Description of the task: Repeat the data exactly, with every line included.

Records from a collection
********

use fenris_la::nalgebra::{DMatrix, DVector};
use fenris_la::{IndexMap, InsertMode, LaError, Matrix, MatrixInsert, SparsityPatternBuilder};
use matrixcompare::assert_matrix_eq;

fn tridiagonal(n: usize, bs: usize) -> Matrix<f64> {
    let mut builder = SparsityPatternBuilder::new(n * bs, n * bs);
    for i in 0..n {
        let blocks: Vec<usize> = (i.saturating_sub(1)..(i + 2).min(n)).collect();
        let rows = fenris_la::unroll(&[i], bs);
        let cols = fenris_la::unroll(&blocks, bs);
        builder.insert_block(&rows, &cols);
    }
    let map = IndexMap::new_serial(n);
    Matrix::from_pattern(map.clone(), map, [bs, bs], builder.build()).unwrap()
}

#[test]
fn pattern_builder_handles_empty_rows() {
    let mut builder = SparsityPatternBuilder::new(4, 3);
    builder.insert_block(&[1], &[2, 0]);
    builder.insert_block(&[1], &[0]);
    let pattern = builder.build();
    assert_eq!(pattern.major_offsets(), &[0, 0, 2, 2, 2]);
    assert_eq!(pattern.minor_indices(), &[0, 2]);
}

#[test]
fn add_and_insert_values() {
    let mut a = tridiagonal(3, 1);
    let values = DMatrix::from_row_slice(2, 2, &[1.0, -1.0, -1.0, 1.0]);
    a.set_values(&[0, 1], &[0, 1], values.as_view(), InsertMode::Add).unwrap();
    a.set_values(&[1, 2], &[1, 2], values.as_view(), InsertMode::Add).unwrap();
    assert_eq!(a.insert_mode(), Some(InsertMode::Add));

    #[rustfmt::skip]
    let expected = DMatrix::from_row_slice(3, 3, &[
        1.0, -1.0, 0.0,
        -1.0, 2.0, -1.0,
        0.0, -1.0, 1.0,
    ]);
    assert_matrix_eq!(a.to_dense(), expected);

    a.flush();
    a.set_values(&[1], &[1], DMatrix::from_element(1, 1, 5.0).as_view(), InsertMode::Insert)
        .unwrap();
    assert_eq!(a.get(1, 1), Some(5.0));
    assert_eq!(a.get(0, 2), None);
}

#[test]
fn mixing_insert_modes_without_flush_fails() {
    let mut a = tridiagonal(2, 1);
    let one = DMatrix::from_element(1, 1, 1.0);
    a.set_values(&[0], &[0], one.as_view(), InsertMode::Add).unwrap();
    let result = a.set_values(&[0], &[0], one.as_view(), InsertMode::Insert);
    assert_eq!(
        result,
        Err(LaError::MixedInsertModes {
            current: InsertMode::Add,
            requested: InsertMode::Insert
        })
    );
    a.flush();
    assert!(a.set_values(&[0], &[0], one.as_view(), InsertMode::Insert).is_ok());
}

#[test]
fn writing_outside_pattern_fails() {
    let mut a = tridiagonal(3, 1);
    let one = DMatrix::from_element(1, 1, 1.0);
    assert_eq!(
        a.set_values(&[0], &[2], one.as_view(), InsertMode::Add),
        Err(LaError::EntryNotInPattern { row: 0, col: 2 })
    );
    assert_eq!(
        a.set_values(&[3], &[0], one.as_view(), InsertMode::Add),
        Err(LaError::IndexOutOfBounds { index: 3, len: 3 })
    );
}

#[test]
fn value_dimensions_must_match_indices() {
    let mut a = tridiagonal(3, 1);
    let values = DMatrix::zeros(2, 3);
    assert!(matches!(
        a.set_values(&[0, 1], &[0, 1], values.as_view(), InsertMode::Add),
        Err(LaError::DimensionMismatch { .. })
    ));
}

#[test]
fn blocked_insertion_expands_indices() {
    let mut a = tridiagonal(2, 2);
    let values = DMatrix::from_fn(2, 4, |i, j| (10 * i + j) as f64);
    a.set_values_blocked(&[1], &[0, 1], values.as_view(), InsertMode::Add)
        .unwrap();
    let dense = a.to_dense();
    assert_matrix_eq!(dense.rows(2, 2), values);
    assert_matrix_eq!(dense.rows(0, 2), DMatrix::<f64>::zeros(2, 4));
}

#[test]
fn zero_entries_keeps_pattern() {
    let mut a = tridiagonal(3, 1);
    let values = DMatrix::from_element(3, 1, 2.0);
    a.set_values(&[0, 1, 2], &[1], values.as_view(), InsertMode::Insert)
        .unwrap();
    let nnz = a.nnz();
    a.zero_entries();
    assert_eq!(a.nnz(), nnz);
    assert_eq!(a.insert_mode(), None);
    assert_matrix_eq!(a.to_dense() * DVector::from_element(3, 1.0), DVector::<f64>::zeros(3));
}

#[test]
fn pattern_dimensions_must_match_index_maps() {
    let builder = SparsityPatternBuilder::new(3, 3);
    let map = IndexMap::new_serial(3);
    assert!(Matrix::<f64>::from_pattern(map.clone(), map, [2, 1], builder.build()).is_err());
}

********

Problem solution:
use fenris_la::nalgebra::{DMatrix, DVector};
use fenris_la::{IndexMap, InsertMode, LaError, Matrix, MatrixInsert, SparsityPatternBuilder};
use matrixcompare::assert_matrix_eq;

fn tridiagonal(n: usize, bs: usize) -> Matrix<f64> {
    let mut builder = SparsityPatternBuilder::new(n * bs, n * bs);
    for i in 0..n {
        let blocks: Vec<usize> = (i.saturating_sub(1)..(i + 2).min(n)).collect();
        let rows = fenris_la::unroll(&[i], bs);
        let cols = fenris_la::unroll(&blocks, bs);
        builder.insert_block(&rows, &cols);
    }
    let map = IndexMap::new_serial(n);
    Matrix::from_pattern(map.clone(), map, [bs, bs], builder.build()).unwrap()
}

#[test]
fn pattern_builder_handles_empty_rows() {
    let mut builder = SparsityPatternBuilder::new(4, 3);
    builder.insert_block(&[1], &[2, 0]);
    builder.insert_block(&[1], &[0]);
    let pattern = builder.build();
    assert_eq!(pattern.major_offsets(), &[0, 0, 2, 2, 2]);
    assert_eq!(pattern.minor_indices(), &[0, 2]);
}

#[test]
fn add_and_insert_values() {
    let mut a = tridiagonal(3, 1);
    let values = DMatrix::from_row_slice(2, 2, &[1.0, -1.0, -1.0, 1.0]);
    a.set_values(&[0, 1], &[0, 1], values.as_view(), InsertMode::Add).unwrap();
    a.set_values(&[1, 2], &[1, 2], values.as_view(), InsertMode::Add).unwrap();
    assert_eq!(a.insert_mode(), Some(InsertMode::Add));

    #[rustfmt::skip]
    let expected = DMatrix::from_row_slice(3, 3, &[
        1.0, -1.0, 0.0,
        -1.0, 2.0, -1.0,
        0.0, -1.0, 1.0,
    ]);
    assert_matrix_eq!(a.to_dense(), expected);

    a.flush();
    a.set_values(&[1], &[1], DMatrix::from_element(1, 1, 5.0).as_view(), InsertMode::Insert)
        .unwrap();
    assert_eq!(a.get(1, 1), Some(5.0));
    assert_eq!(a.get(0, 2), None);
}

#[test]
fn mixing_insert_modes_without_flush_fails() {
    let mut a = tridiagonal(2, 1);
    let one = DMatrix::from_element(1, 1, 1.0);
    a.set_values(&[0], &[0], one.as_view(), InsertMode::Add).unwrap();
    let result = a.set_values(&[0], &[0], one.as_view(), InsertMode::Insert);
    assert_eq!(
        result,
        Err(LaError::MixedInsertModes {
            current: InsertMode::Add,
            requested: InsertMode::Insert
        })
    );
    a.flush();
    assert!(a.set_values(&[0], &[0], one.as_view(), InsertMode::Insert).is_ok());
}

#[test]
fn writing_outside_pattern_fails() {
    let mut a = tridiagonal(3, 1);
    let one = DMatrix::from_element(1, 1, 1.0);
    assert_eq!(
        a.set_values(&[0], &[2], one.as_view(), InsertMode::Add),
        Err(LaError::EntryNotInPattern { row: 0, col: 2 })
    );
    assert_eq!(
        a.set_values(&[3], &[0], one.as_view(), InsertMode::Add),
        Err(LaError::IndexOutOfBounds { index: 3, len: 3 })
    );
}

#[test]
fn value_dimensions_must_match_indices() {
    let mut a = tridiagonal(3, 1);
    let values = DMatrix::zeros(2, 3);
    assert!(matches!(
        a.set_values(&[0, 1], &[0, 1], values.as_view(), InsertMode::Add),
        Err(LaError::DimensionMismatch { .. })
    ));
}

#[test]
fn blocked_insertion_expands_indices() {
    let mut a = tridiagonal(2, 2);
    let values = DMatrix::from_fn(2, 4, |i, j| (10 * i + j) as f64);
    a.set_values_blocked(&[1], &[0, 1], values.as_view(), InsertMode::Add)
        .unwrap();
    let dense = a.to_dense();
    assert_matrix_eq!(dense.rows(2, 2), values);
    assert_matrix_eq!(dense.rows(0, 2), DMatrix::<f64>::zeros(2, 4));
}

#[test]
fn zero_entries_keeps_pattern() {
    let mut a = tridiagonal(3, 1);
    let values = DMatrix::from_element(3, 1, 2.0);
    a.set_values(&[0, 1, 2], &[1], values.as_view(), InsertMode::Insert)
        .unwrap();
    let nnz = a.nnz();
    a.zero_entries();
    assert_eq!(a.nnz(), nnz);
    assert_eq!(a.insert_mode(), None);
    assert_matrix_eq!(a.to_dense() * DVector::from_element(3, 1.0), DVector::<f64>::zeros(3));
}

#[test]
fn pattern_dimensions_must_match_index_maps() {
    let builder = SparsityPatternBuilder::new(3, 3);
    let map = IndexMap::new_serial(3);
    assert!(Matrix::<f64>::from_pattern(map.clone(), map, [2, 1], builder.build()).is_err());
}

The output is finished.